Stored data entries
---

//! SQLite persistence layer.
//!
//! One `Db` handle is shared by the capability store, the threshold manager,
//! and the executor's checkpoint persistence. All access goes through a single
//! mutex-guarded connection; WAL mode keeps readers cheap and the busy timeout
//! absorbs short write contention.

use anyhow::{Context, Result};
use rusqlite::Connection;
use std::path::Path;
use std::sync::Mutex;
use tracing::debug;

pub struct Db {
    conn: Mutex<Connection>,
}

impl Db {
    pub fn open(path: &Path) -> Result<Self> {
        if let Some(parent) = path.parent() {
            std::fs::create_dir_all(parent)
                .with_context(|| format!("Failed to create {}", parent.display()))?;
        }
        let conn = Connection::open(path)
            .with_context(|| format!("Failed to open database at {}", path.display()))?;
        Self::from_connection(conn)
    }

    /// Ephemeral in-memory database. Used by `--db :memory:` runs and tests.
    pub fn open_in_memory() -> Result<Self> {
        Self::from_connection(Connection::open_in_memory()?)
    }

    fn from_connection(conn: Connection) -> Result<Self> {
        conn.execute_batch(
            "PRAGMA journal_mode=WAL;
             PRAGMA synchronous=NORMAL;
             PRAGMA busy_timeout=3000;
             PRAGMA foreign_keys=ON;",
        )
        .context("Failed to set database PRAGMAs")?;
        let db = Self {
            conn: Mutex::new(conn),
        };
        db.init_schema()?;
        Ok(db)
    }

    /// Run a closure with the connection. Poisoned-lock recovery is
    /// intentional: a panicked writer must not take the whole store down.
    pub fn with_conn<T>(&self, f: impl FnOnce(&Connection) -> rusqlite::Result<T>) -> Result<T> {
        let guard = self.conn.lock().unwrap_or_else(|e| e.into_inner());
        f(&guard).context("database operation failed")
    }

    fn init_schema(&self) -> Result<()> {
        self.with_conn(|conn| {
            conn.execute_batch(
                r#"
                CREATE TABLE IF NOT EXISTS capabilities (
                    id TEXT PRIMARY KEY,
                    fqdn TEXT NOT NULL,
                    code_hash TEXT NOT NULL UNIQUE,
                    code_snippet TEXT NOT NULL,
                    intent_embedding BLOB NOT NULL,
                    parameters_schema TEXT,
                    tools_used TEXT NOT NULL,
                    success_rate REAL NOT NULL DEFAULT 1.0,
                    usage_count INTEGER NOT NULL DEFAULT 1,
                    success_count INTEGER NOT NULL DEFAULT 1,
                    avg_duration_ms REAL NOT NULL DEFAULT 0,
                    community_id INTEGER,
                    created_at TEXT NOT NULL,
                    last_used TEXT NOT NULL,
                    source TEXT NOT NULL DEFAULT 'emergent'
                );
                CREATE INDEX IF NOT EXISTS idx_capabilities_fqdn ON capabilities(fqdn);

                CREATE TABLE IF NOT EXISTS capability_dependencies (
                    from_capability_id TEXT NOT NULL,
                    to_capability_id TEXT NOT NULL,
                    edge_type TEXT NOT NULL,
                    edge_source TEXT NOT NULL DEFAULT 'observed',
                    observed_count INTEGER NOT NULL DEFAULT 1,
                    confidence_score REAL NOT NULL DEFAULT 0.5,
                    created_at TEXT NOT NULL,
                    last_observed TEXT NOT NULL,
                    PRIMARY KEY (from_capability_id, to_capability_id),
                    FOREIGN KEY (from_capability_id) REFERENCES capabilities(id),
                    FOREIGN KEY (to_capability_id) REFERENCES capabilities(id)
                );

                CREATE TABLE IF NOT EXISTS workflow_dags (
                    workflow_id TEXT PRIMARY KEY,
                    dag_json TEXT NOT NULL,
                    intent TEXT NOT NULL,
                    created_at TEXT NOT NULL,
                    expires_at TEXT NOT NULL
                );

                CREATE TABLE IF NOT EXISTS workflow_checkpoints (
                    id TEXT PRIMARY KEY,
                    workflow_id TEXT NOT NULL,
                    layer_index INTEGER NOT NULL,
                    task_snapshot_json TEXT NOT NULL,
                    created_at TEXT NOT NULL
                );
                CREATE INDEX IF NOT EXISTS idx_checkpoints_workflow
                    ON workflow_checkpoints(workflow_id, layer_index);

                CREATE TABLE IF NOT EXISTS adaptive_thresholds (
                    context_hash TEXT PRIMARY KEY,
                    context_keys_json TEXT NOT NULL,
                    suggestion_threshold REAL NOT NULL,
                    explicit_threshold REAL NOT NULL,
                    success_rate REAL,
                    sample_count INTEGER NOT NULL DEFAULT 0,
                    created_at TEXT NOT NULL,
                    updated_at TEXT NOT NULL
                );

                CREATE TABLE IF NOT EXISTS metrics (
                    id INTEGER PRIMARY KEY AUTOINCREMENT,
                    metric_name TEXT NOT NULL,
                    value REAL NOT NULL,
                    timestamp TEXT NOT NULL,
                    metadata_json TEXT
                );
                CREATE INDEX IF NOT EXISTS idx_metrics_name_ts
                    ON metrics(metric_name, timestamp DESC);
                "#,
            )?;
            Ok(())
        })?;
        debug!("database schema initialized");
        Ok(())
    }

    /// Append a metric sample.
    pub fn record_metric(&self, name: &str, value: f64, metadata: Option<&serde_json::Value>) -> Result<()> {
        let ts = chrono::Utc::now().to_rfc3339();
        let meta = metadata.map(std::string::ToString::to_string);
        self.with_conn(|conn| {
            conn.execute(
                "INSERT INTO metrics (metric_name, value, timestamp, metadata_json) VALUES (?1, ?2, ?3, ?4)",
                rusqlite::params![name, value, ts, meta],
            )?;
            Ok(())
        })?;
        Ok(())
    }

    /// Most recent samples for a metric, newest first.
    pub fn recent_metrics(&self, name: &str, limit: usize) -> Result<Vec<(String, f64)>> {
        self.with_conn(|conn| {
            let mut stmt = conn.prepare(
                "SELECT timestamp, value FROM metrics WHERE metric_name = ?1
                 ORDER BY timestamp DESC LIMIT ?2",
            )?;
            let rows = stmt
                .query_map(rusqlite::params![name, limit as i64], |row| {
                    Ok((row.get::<_, String>(0)?, row.get::<_, f64>(1)?))
                })?
                .collect::<rusqlite::Result<Vec<_>>>()?;
            Ok(rows)
        })
    }

    /// Distinct metric names with sample counts, for `/api/metrics`.
    pub fn metric_summary(&self) -> Result<Vec<(String, i64, f64)>> {
        self.with_conn(|conn| {
            let mut stmt = conn.prepare(
                "SELECT metric_name, COUNT(*), AVG(value) FROM metrics
                 GROUP BY metric_name ORDER BY metric_name",
            )?;
            let rows = stmt
                .query_map([], |row| {
                    Ok((
                        row.get::<_, String>(0)?,
                        row.get::<_, i64>(1)?,
                        row.get::<_, f64>(2)?,
                    ))
                })?
                .collect::<rusqlite::Result<Vec<_>>>()?;
            Ok(rows)
        })
    }
}

#[cfg(test)]
mod tests {
    use super::*;

    #[test]
    fn schema_init_is_idempotent() {
        let db = Db::open_in_memory().unwrap();
        db.init_schema().unwrap();
        db.init_schema().unwrap();
    }

    #[test]
    fn open_creates_parent_dirs() {
        let dir = tempfile::tempdir().unwrap();
        let path = dir.path().join("deep").join("toolweave.db");
        let _db = Db::open(&path).unwrap();
        assert!(path.exists());
    }

    #[test]
    fn metrics_roundtrip_newest_first() {
        let db = Db::open_in_memory().unwrap();
        db.record_metric("discovery.latency_ms", 12.5, None).unwrap();
        db.record_metric("discovery.latency_ms", 8.0, None).unwrap();
        let rows = db.recent_metrics("discovery.latency_ms", 10).unwrap();
        assert_eq!(rows.len(), 2);

        let summary = db.metric_summary().unwrap();
        assert_eq!(summary.len(), 1);
        assert_eq!(summary[0].0, "discovery.latency_ms");
        assert_eq!(summary[0].1, 2);
    }
}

---

» **REQUIRED WORK**: With every line kept whole, write out the records again exactly.

» **ANSWER TO THIS TASK**:
//! SQLite persistence layer.
//!
//! One `Db` handle is shared by the capability store, the threshold manager,
//! and the executor's checkpoint persistence. All access goes through a single
//! mutex-guarded connection; WAL mode keeps readers cheap and the busy timeout
//! absorbs short write contention.

use anyhow::{Context, Result};
use rusqlite::Connection;
use std::path::Path;
use std::sync::Mutex;
use tracing::debug;

pub struct Db {
    conn: Mutex<Connection>,
}

impl Db {
    pub fn open(path: &Path) -> Result<Self> {
        if let Some(parent) = path.parent() {
            std::fs::create_dir_all(parent)
                .with_context(|| format!("Failed to create {}", parent.display()))?;
        }
        let conn = Connection::open(path)
            .with_context(|| format!("Failed to open database at {}", path.display()))?;
        Self::from_connection(conn)
    }

    /// Ephemeral in-memory database. Used by `--db :memory:` runs and tests.
    pub fn open_in_memory() -> Result<Self> {
        Self::from_connection(Connection::open_in_memory()?)
    }

    fn from_connection(conn: Connection) -> Result<Self> {
        conn.execute_batch(
            "PRAGMA journal_mode=WAL;
             PRAGMA synchronous=NORMAL;
             PRAGMA busy_timeout=3000;
             PRAGMA foreign_keys=ON;",
        )
        .context("Failed to set database PRAGMAs")?;
        let db = Self {
            conn: Mutex::new(conn),
        };
        db.init_schema()?;
        Ok(db)
    }

    /// Run a closure with the connection. Poisoned-lock recovery is
    /// intentional: a panicked writer must not take the whole store down.
    pub fn with_conn<T>(&self, f: impl FnOnce(&Connection) -> rusqlite::Result<T>) -> Result<T> {
        let guard = self.conn.lock().unwrap_or_else(|e| e.into_inner());
        f(&guard).context("database operation failed")
    }

    fn init_schema(&self) -> Result<()> {
        self.with_conn(|conn| {
            conn.execute_batch(
                r#"
                CREATE TABLE IF NOT EXISTS capabilities (
                    id TEXT PRIMARY KEY,
                    fqdn TEXT NOT NULL,
                    code_hash TEXT NOT NULL UNIQUE,
                    code_snippet TEXT NOT NULL,
                    intent_embedding BLOB NOT NULL,
                    parameters_schema TEXT,
                    tools_used TEXT NOT NULL,
                    success_rate REAL NOT NULL DEFAULT 1.0,
                    usage_count INTEGER NOT NULL DEFAULT 1,
                    success_count INTEGER NOT NULL DEFAULT 1,
                    avg_duration_ms REAL NOT NULL DEFAULT 0,
                    community_id INTEGER,
                    created_at TEXT NOT NULL,
                    last_used TEXT NOT NULL,
                    source TEXT NOT NULL DEFAULT 'emergent'
                );
                CREATE INDEX IF NOT EXISTS idx_capabilities_fqdn ON capabilities(fqdn);

                CREATE TABLE IF NOT EXISTS capability_dependencies (
                    from_capability_id TEXT NOT NULL,
                    to_capability_id TEXT NOT NULL,
                    edge_type TEXT NOT NULL,
                    edge_source TEXT NOT NULL DEFAULT 'observed',
                    observed_count INTEGER NOT NULL DEFAULT 1,
                    confidence_score REAL NOT NULL DEFAULT 0.5,
                    created_at TEXT NOT NULL,
                    last_observed TEXT NOT NULL,
                    PRIMARY KEY (from_capability_id, to_capability_id),
                    FOREIGN KEY (from_capability_id) REFERENCES capabilities(id),
                    FOREIGN KEY (to_capability_id) REFERENCES capabilities(id)
                );

                CREATE TABLE IF NOT EXISTS workflow_dags (
                    workflow_id TEXT PRIMARY KEY,
                    dag_json TEXT NOT NULL,
                    intent TEXT NOT NULL,
                    created_at TEXT NOT NULL,
                    expires_at TEXT NOT NULL
                );

                CREATE TABLE IF NOT EXISTS workflow_checkpoints (
                    id TEXT PRIMARY KEY,
                    workflow_id TEXT NOT NULL,
                    layer_index INTEGER NOT NULL,
                    task_snapshot_json TEXT NOT NULL,
                    created_at TEXT NOT NULL
                );
                CREATE INDEX IF NOT EXISTS idx_checkpoints_workflow
                    ON workflow_checkpoints(workflow_id, layer_index);

                CREATE TABLE IF NOT EXISTS adaptive_thresholds (
                    context_hash TEXT PRIMARY KEY,
                    context_keys_json TEXT NOT NULL,
                    suggestion_threshold REAL NOT NULL,
                    explicit_threshold REAL NOT NULL,
                    success_rate REAL,
                    sample_count INTEGER NOT NULL DEFAULT 0,
                    created_at TEXT NOT NULL,
                    updated_at TEXT NOT NULL
                );

                CREATE TABLE IF NOT EXISTS metrics (
                    id INTEGER PRIMARY KEY AUTOINCREMENT,
                    metric_name TEXT NOT NULL,
                    value REAL NOT NULL,
                    timestamp TEXT NOT NULL,
                    metadata_json TEXT
                );
                CREATE INDEX IF NOT EXISTS idx_metrics_name_ts
                    ON metrics(metric_name, timestamp DESC);
                "#,
            )?;
            Ok(())
        })?;
        debug!("database schema initialized");
        Ok(())
    }

    /// Append a metric sample.
    pub fn record_metric(&self, name: &str, value: f64, metadata: Option<&serde_json::Value>) -> Result<()> {
        let ts = chrono::Utc::now().to_rfc3339();
        let meta = metadata.map(std::string::ToString::to_string);
        self.with_conn(|conn| {
            conn.execute(
                "INSERT INTO metrics (metric_name, value, timestamp, metadata_json) VALUES (?1, ?2, ?3, ?4)",
                rusqlite::params![name, value, ts, meta],
            )?;
            Ok(())
        })?;
        Ok(())
    }

    /// Most recent samples for a metric, newest first.
    pub fn recent_metrics(&self, name: &str, limit: usize) -> Result<Vec<(String, f64)>> {
        self.with_conn(|conn| {
            let mut stmt = conn.prepare(
                "SELECT timestamp, value FROM metrics WHERE metric_name = ?1
                 ORDER BY timestamp DESC LIMIT ?2",
            )?;
            let rows = stmt
                .query_map(rusqlite::params![name, limit as i64], |row| {
                    Ok((row.get::<_, String>(0)?, row.get::<_, f64>(1)?))
                })?
                .collect::<rusqlite::Result<Vec<_>>>()?;
            Ok(rows)
        })
    }

    /// Distinct metric names with sample counts, for `/api/metrics`.
    pub fn metric_summary(&self) -> Result<Vec<(String, i64, f64)>> {
        self.with_conn(|conn| {
            let mut stmt = conn.prepare(
                "SELECT metric_name, COUNT(*), AVG(value) FROM metrics
                 GROUP BY metric_name ORDER BY metric_name",
            )?;
            let rows = stmt
                .query_map([], |row| {
                    Ok((
                        row.get::<_, String>(0)?,
                        row.get::<_, i64>(1)?,
                        row.get::<_, f64>(2)?,
                    ))
                })?
                .collect::<rusqlite::Result<Vec<_>>>()?;
            Ok(rows)
        })
    }
}

#[cfg(test)]
mod tests {
    use super::*;

    #[test]
    fn schema_init_is_idempotent() {
        let db = Db::open_in_memory().unwrap();
        db.init_schema().unwrap();
        db.init_schema().unwrap();
    }

    #[test]
    fn open_creates_parent_dirs() {
        let dir = tempfile::tempdir().unwrap();
        let path = dir.path().join("deep").join("toolweave.db");
        let _db = Db::open(&path).unwrap();
        assert!(path.exists());
    }

    #[test]
    fn metrics_roundtrip_newest_first() {
        let db = Db::open_in_memory().unwrap();
        db.record_metric("discovery.latency_ms", 12.5, None).unwrap();
        db.record_metric("discovery.latency_ms", 8.0, None).unwrap();
        let rows = db.recent_metrics("discovery.latency_ms", 10).unwrap();
        assert_eq!(rows.len(), 2);

        let summary = db.metric_summary().unwrap();
        assert_eq!(summary.len(), 1);
        assert_eq!(summary[0].0, "discovery.latency_ms");
        assert_eq!(summary[0].1, 2);
    }
}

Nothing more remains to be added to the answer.